====== INPUT DATA

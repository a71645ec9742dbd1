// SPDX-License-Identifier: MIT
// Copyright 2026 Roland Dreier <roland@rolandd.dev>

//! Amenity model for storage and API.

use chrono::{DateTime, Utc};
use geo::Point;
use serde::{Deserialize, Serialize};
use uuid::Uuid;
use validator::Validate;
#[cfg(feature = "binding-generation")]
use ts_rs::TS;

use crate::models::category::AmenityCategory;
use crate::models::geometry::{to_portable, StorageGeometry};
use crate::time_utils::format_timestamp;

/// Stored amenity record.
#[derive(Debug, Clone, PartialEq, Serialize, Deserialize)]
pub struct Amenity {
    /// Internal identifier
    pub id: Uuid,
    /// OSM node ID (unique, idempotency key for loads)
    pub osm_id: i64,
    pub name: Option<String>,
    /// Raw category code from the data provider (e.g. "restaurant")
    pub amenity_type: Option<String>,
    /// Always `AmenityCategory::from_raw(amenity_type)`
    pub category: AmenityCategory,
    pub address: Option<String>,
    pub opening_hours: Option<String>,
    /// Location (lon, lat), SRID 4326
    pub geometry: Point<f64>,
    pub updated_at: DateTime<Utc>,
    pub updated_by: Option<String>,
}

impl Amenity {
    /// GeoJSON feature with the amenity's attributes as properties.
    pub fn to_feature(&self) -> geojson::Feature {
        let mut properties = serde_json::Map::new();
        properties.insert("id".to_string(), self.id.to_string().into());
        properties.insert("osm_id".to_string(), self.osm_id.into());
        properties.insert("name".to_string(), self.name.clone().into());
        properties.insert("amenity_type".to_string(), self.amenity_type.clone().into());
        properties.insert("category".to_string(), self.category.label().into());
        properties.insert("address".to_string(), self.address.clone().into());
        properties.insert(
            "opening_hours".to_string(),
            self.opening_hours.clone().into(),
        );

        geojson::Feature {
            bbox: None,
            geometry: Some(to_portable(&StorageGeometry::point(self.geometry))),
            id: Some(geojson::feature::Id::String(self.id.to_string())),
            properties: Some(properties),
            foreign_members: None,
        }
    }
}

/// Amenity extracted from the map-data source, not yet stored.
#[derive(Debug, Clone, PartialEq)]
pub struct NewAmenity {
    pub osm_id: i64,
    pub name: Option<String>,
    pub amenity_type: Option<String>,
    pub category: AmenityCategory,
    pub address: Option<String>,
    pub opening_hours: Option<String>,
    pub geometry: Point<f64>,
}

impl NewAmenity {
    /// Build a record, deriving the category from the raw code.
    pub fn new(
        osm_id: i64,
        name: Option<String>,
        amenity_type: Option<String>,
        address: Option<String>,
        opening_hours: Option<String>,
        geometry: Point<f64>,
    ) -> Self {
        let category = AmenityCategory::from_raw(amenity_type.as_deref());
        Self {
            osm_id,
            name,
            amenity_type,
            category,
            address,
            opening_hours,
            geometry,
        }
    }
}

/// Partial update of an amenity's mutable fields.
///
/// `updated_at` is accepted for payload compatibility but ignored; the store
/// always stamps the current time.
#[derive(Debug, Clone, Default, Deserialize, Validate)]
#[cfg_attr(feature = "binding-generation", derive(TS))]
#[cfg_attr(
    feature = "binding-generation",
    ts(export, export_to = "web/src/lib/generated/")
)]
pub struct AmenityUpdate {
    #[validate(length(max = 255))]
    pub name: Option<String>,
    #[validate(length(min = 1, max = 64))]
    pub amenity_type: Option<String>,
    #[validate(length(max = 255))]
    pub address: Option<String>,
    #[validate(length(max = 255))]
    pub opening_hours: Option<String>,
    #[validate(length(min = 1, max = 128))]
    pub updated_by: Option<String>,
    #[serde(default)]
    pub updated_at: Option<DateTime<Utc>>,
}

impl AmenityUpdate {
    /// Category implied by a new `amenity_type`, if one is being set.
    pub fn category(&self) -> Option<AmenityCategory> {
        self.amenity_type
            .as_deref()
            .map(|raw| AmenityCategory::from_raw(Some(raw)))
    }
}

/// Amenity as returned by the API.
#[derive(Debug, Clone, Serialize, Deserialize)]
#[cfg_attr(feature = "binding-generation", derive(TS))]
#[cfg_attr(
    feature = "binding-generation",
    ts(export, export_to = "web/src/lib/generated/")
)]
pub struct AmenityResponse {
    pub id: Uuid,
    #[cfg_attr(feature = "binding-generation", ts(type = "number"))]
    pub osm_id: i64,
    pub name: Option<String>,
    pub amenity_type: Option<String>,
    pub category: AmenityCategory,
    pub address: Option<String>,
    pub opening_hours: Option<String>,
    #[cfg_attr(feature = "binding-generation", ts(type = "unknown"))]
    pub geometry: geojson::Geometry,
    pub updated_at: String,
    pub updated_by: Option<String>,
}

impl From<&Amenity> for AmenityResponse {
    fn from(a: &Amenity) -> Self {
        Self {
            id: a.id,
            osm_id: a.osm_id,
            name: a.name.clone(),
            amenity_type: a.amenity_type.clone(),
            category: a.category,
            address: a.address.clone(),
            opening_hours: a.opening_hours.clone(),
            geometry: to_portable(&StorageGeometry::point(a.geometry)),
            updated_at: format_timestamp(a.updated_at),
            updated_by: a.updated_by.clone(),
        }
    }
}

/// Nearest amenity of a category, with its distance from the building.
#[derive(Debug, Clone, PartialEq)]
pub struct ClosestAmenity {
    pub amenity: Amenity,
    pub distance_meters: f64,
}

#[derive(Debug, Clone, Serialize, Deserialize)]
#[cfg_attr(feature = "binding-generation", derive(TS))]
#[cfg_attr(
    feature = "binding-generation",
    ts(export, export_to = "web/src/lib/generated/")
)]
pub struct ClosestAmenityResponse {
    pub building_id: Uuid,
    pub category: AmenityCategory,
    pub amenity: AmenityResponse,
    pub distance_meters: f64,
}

============

YOUR TASK: Transcribe, word for word, the data above from its first line through the line with "use uuid::Uuid;", and include nothing else.

SOLUTION:
repository a71645ec9742dbd1
// SPDX-License-Identifier: MIT
// Copyright 2026 Roland Dreier <roland@rolandd.dev>

//! Amenity model for storage and API.

use chrono::{DateTime, Utc};
use geo::Point;
use serde::{Deserialize, Serialize};
use uuid::Uuid;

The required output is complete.